Electrochemical behavior of fullerene C60 and substituted fullerenes immobilized on an electrode surface

The effect of substituents with different donor capabilities, which are inserted into a molecule of fullerene C₆₀, on the kinetics and thermodynamics of redox conversions of fullerenes that are immobilized on an electrode, is studied for the first time. To this end, redox conversions that occur with rubbed-on films of fullerene and fulleropyrrolidines are studied using cyclic voltammetry in 0.5 M KCl/H₂O and a 0.1 M (C₄H₉)₄NBF₄/AN solution in acetonitrile. A hypothesis that the kinetics of redox conversions occurring with films of individual fullerenes is defined largely by changes in the structure of initial films in the process of their cathodic doping is used.
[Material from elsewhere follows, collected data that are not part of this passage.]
use std::collections::{BTreeMap, BTreeSet};
use std::sync::Arc;

use anyhow::Context;
use k8s_openapi::api::core::v1::Secret;
use k8s_openapi::apimachinery::pkg::apis::meta::v1::ObjectMeta;
use k8s_openapi::ByteString;
use kube::core::DynamicObject;
use serde_json::{json, Value};
use tracing::{debug, info, instrument, warn};

use super::{
    MachineClass, MachineConfig, MachineDeployment, WorkerDelegate, MACHINE_API_VERSION,
    MACHINE_DEPLOYMENT_KIND,
};
use crate::apis::cluster::ClusterContext;
use crate::apis::extensions::{LastOperationType, MachineDeploymentStatus, Worker};
use crate::client::{to_dynamic, SeedClient};
use crate::error::{is_not_found, Error};
use crate::status::{self, StatusUpdater};

const MACHINE_CLASS_PURPOSE_LABEL: &str = "garden.sapcloud.io/purpose";
const MACHINE_CLASS_PURPOSE: &str = "machineclass";
const MIN_READY_SECONDS: i32 = 500;

/// Worker actuator that writes the machine classes and deployments generated
/// by a [`WorkerDelegate`].
pub struct GenericActuator {
    delegate: Arc<dyn WorkerDelegate>,
    client: Arc<dyn SeedClient>,
    status: Arc<dyn StatusUpdater>,
}

impl GenericActuator {
    /// Creates an actuator.
    pub fn new(
        delegate: Arc<dyn WorkerDelegate>,
        client: Arc<dyn SeedClient>,
        status: Arc<dyn StatusUpdater>,
    ) -> Self {
        GenericActuator {
            delegate,
            client,
            status,
        }
    }

    async fn report(&self, namespace: &str, name: &str, status: Value) {
        if let Err(e) = self.status.patch_status(namespace, name, status).await {
            warn!(%namespace, %name, error = %e, "Could not update status");
        }
    }

    async fn generate(&self, worker: &Worker, cluster: &ClusterContext, key: &str) -> anyhow::Result<MachineConfig> {
        self.delegate
            .generate_machine_config(worker, cluster)
            .await
            .with_context(|| format!("could not generate machine config for worker '{}'", key))
    }

    async fn deploy_machine_class(&self, namespace: &str, class: &MachineClass) -> anyhow::Result<()> {
        let name = class
            .get("name")
            .and_then(Value::as_str)
            .ok_or_else(|| Error::invalid("machineClass.name", "Required", "machine class has no name"))?;

        let data: BTreeMap<String, ByteString> = class
            .get("secret")
            .and_then(Value::as_object)
            .map(|secret| {
                secret
                    .iter()
                    .map(|(k, v)| {
                        let value = match v {
                            Value::String(s) => s.clone(),
                            other => other.to_string(),
                        };
                        (k.clone(), ByteString(value.into_bytes()))
                    })
                    .collect()
            })
            .unwrap_or_default();
        let mut labels = BTreeMap::new();
        labels.insert(MACHINE_CLASS_PURPOSE_LABEL.to_owned(), MACHINE_CLASS_PURPOSE.to_owned());
        let secret = Secret {
            metadata: ObjectMeta {
                name: Some(name.to_owned()),
                namespace: Some(namespace.to_owned()),
                labels: Some(labels),
                ..Default::default()
            },
            data: Some(data),
            type_: Some("Opaque".to_owned()),
            ..Default::default()
        };
        self.client.apply(&to_dynamic(&secret)?).await?;

        let mut spec = class.clone();
        spec.remove("name");
        spec.remove("secret");
        spec.insert(
            "secretRef".to_owned(),
            json!({"name": name, "namespace": namespace}),
        );
        let object: DynamicObject = serde_json::from_value(json!({
            "apiVersion": MACHINE_API_VERSION,
            "kind": self.delegate.machine_class_kind(),
            "metadata": {"name": name, "namespace": namespace},
            "spec": spec,
        }))?;
        self.client.apply(&object).await
    }

    async fn deploy_machine_deployment(
        &self,
        namespace: &str,
        deployment: &MachineDeployment,
        hibernated: bool,
    ) -> anyhow::Result<()> {
        let existing = self
            .client
            .get_object(Some(namespace), MACHINE_API_VERSION, MACHINE_DEPLOYMENT_KIND, &deployment.name)
            .await?;
        let existing_replicas = existing_replicas(existing.as_ref(), &deployment.name)?;
        let replicas = desired_replicas(deployment, existing_replicas, hibernated);
        debug!(name = %deployment.name, replicas, "Deploying machine deployment");

        let object: DynamicObject = serde_json::from_value(json!({
            "apiVersion": MACHINE_API_VERSION,
            "kind": MACHINE_DEPLOYMENT_KIND,
            "metadata": {"name": deployment.name, "namespace": namespace},
            "spec": {
                "replicas": replicas,
                "minReadySeconds": MIN_READY_SECONDS,
                "strategy": {
                    "type": "RollingUpdate",
                    "rollingUpdate": {
                        "maxSurge": deployment.max_surge,
                        "maxUnavailable": deployment.max_unavailable,
                    },
                },
                "selector": {"matchLabels": {"name": deployment.name}},
                "template": {
                    "metadata": {"labels": {"name": deployment.name}},
                    "spec": {
                        "class": {
                            "kind": self.delegate.machine_class_kind(),
                            "name": deployment.class_name,
                        },
                        "nodeTemplate": {
                            "metadata": {
                                "labels": deployment.labels,
                                "annotations": deployment.annotations,
                            },
                            "spec": {"taints": deployment.taints},
                        },
                    },
                },
            },
        }))?;
        self.client.apply(&object).await
    }

    async fn delete_ignoring_not_found(
        &self,
        namespace: &str,
        api_version: &str,
        kind: &str,
        name: &str,
    ) -> anyhow::Result<()> {
        match self.client.delete(Some(namespace), api_version, kind, name).await {
            Err(e) if is_not_found(&e) => {
                warn!(%namespace, %kind, %name, "Object to delete does not exist");
                Ok(())
            }
            result => result,
        }
    }

    /// Creates or updates machine classes and deployments, removes
    /// deployments of pools that are gone and records the result in the
    /// worker's status.
    #[instrument(level = "info", skip(self, worker, cluster), fields(namespace = ?worker.metadata.namespace, name = ?worker.metadata.name))]
    pub async fn reconcile(&self, worker: &Worker, cluster: &ClusterContext) -> anyhow::Result<()> {
        let (namespace, name) = identity(worker)?;
        let key = format!("{}/{}", namespace, name);

        self.report(&namespace, &name, status::processing(LastOperationType::Reconcile, 10, "Generating machine classes")).await;
        let config = self.generate(worker, cluster, &key).await?;

        self.report(&namespace, &name, status::processing(LastOperationType::Reconcile, 30, "Deploying machine classes")).await;
        for class in &config.classes {
            self.deploy_machine_class(&namespace, class)
                .await
                .with_context(|| format!("could not deploy machine classes for worker '{}'", key))?;
        }

        self.report(&namespace, &name, status::processing(LastOperationType::Reconcile, 60, "Deploying machine deployments")).await;
        let hibernated = cluster.is_hibernation_enabled();
        for deployment in &config.deployments {
            self.deploy_machine_deployment(&namespace, deployment, hibernated)
                .await
                .with_context(|| format!("could not deploy machine deployment '{}' for worker '{}'", deployment.name, key))?;
        }

        let wanted: BTreeSet<&str> = config.deployments.iter().map(|d| d.name.as_str()).collect();
        for obsolete in previous_deployments(worker)
            .iter()
            .filter(|d| !wanted.contains(d.as_str()))
        {
            info!(name = %obsolete, "Deleting obsolete machine deployment");
            self.delete_ignoring_not_found(&namespace, MACHINE_API_VERSION, MACHINE_DEPLOYMENT_KIND, obsolete)
                .await
                .with_context(|| format!("could not delete machine deployment '{}' for worker '{}'", obsolete, key))?;
        }

        let machine_deployments: Vec<MachineDeploymentStatus> = config
            .deployments
            .iter()
            .map(|d| MachineDeploymentStatus {
                name: d.name.clone(),
                minimum: d.minimum,
                maximum: d.maximum,
            })
            .collect();
        let mut patch = status::processing(LastOperationType::Reconcile, 90, "Updating worker status");
        patch["machineDeployments"] = serde_json::to_value(&machine_deployments)?;
        if let Some(provider_status) = config.provider_status {
            patch["providerStatus"] = provider_status;
        }
        self.status
            .patch_status(&namespace, &name, patch)
            .await
            .with_context(|| format!("could not update status of worker '{}'", key))
    }

    /// Deletes machine deployments, then machine classes and their secrets.
    #[instrument(level = "info", skip(self, worker, cluster), fields(namespace = ?worker.metadata.namespace, name = ?worker.metadata.name))]
    pub async fn delete(&self, worker: &Worker, cluster: &ClusterContext) -> anyhow::Result<()> {
        let (namespace, name) = identity(worker)?;
        let key = format!("{}/{}", namespace, name);
        let config = self.generate(worker, cluster, &key).await?;

        self.report(&namespace, &name, status::processing(LastOperationType::Delete, 30, "Deleting machine deployments")).await;
        let mut deployments: BTreeSet<String> = previous_deployments(worker).into_iter().collect();
        deployments.extend(config.deployments.iter().map(|d| d.name.clone()));
        for deployment in &deployments {
            self.delete_ignoring_not_found(&namespace, MACHINE_API_VERSION, MACHINE_DEPLOYMENT_KIND, deployment)
                .await
                .with_context(|| format!("could not delete machine deployment '{}' for worker '{}'", deployment, key))?;
        }

        self.report(&namespace, &name, status::processing(LastOperationType::Delete, 60, "Deleting machine classes")).await;
        let kind = self.delegate.machine_class_kind();
        for class in config
            .classes
            .iter()
            .filter_map(|c| c.get("name").and_then(Value::as_str))
        {
            self.delete_ignoring_not_found(&namespace, MACHINE_API_VERSION, kind, class)
                .await
                .with_context(|| format!("could not delete machine class '{}' for worker '{}'", class, key))?;
            self.delete_ignoring_not_found(&namespace, "v1", "Secret", class)
                .await
                .with_context(|| format!("could not delete machine class secret '{}' for worker '{}'", class, key))?;
        }
        Ok(())
    }
}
The effect of the substituents is explained in the framework of this hypothesis by a transition from a dense crystalline structure of nonsubstituted fullerene C₆₀ to an amorphous structure of substituted fullerenes. It is demonstrated that the formal potentials corresponding to redox conversions of fullerenes in a solid cationic lipid matrix are defined by the energy of interaction of anions, which are products of reduction of fullerenes, with cations of the matrix. As a result of this interaction, the formal potentials of the process of cathodic doping shift to less negative values. It is established that the insertion of a donor substituent and increase in its donor capability amplify the energy of interaction of the fullerene anions with the lipid cations.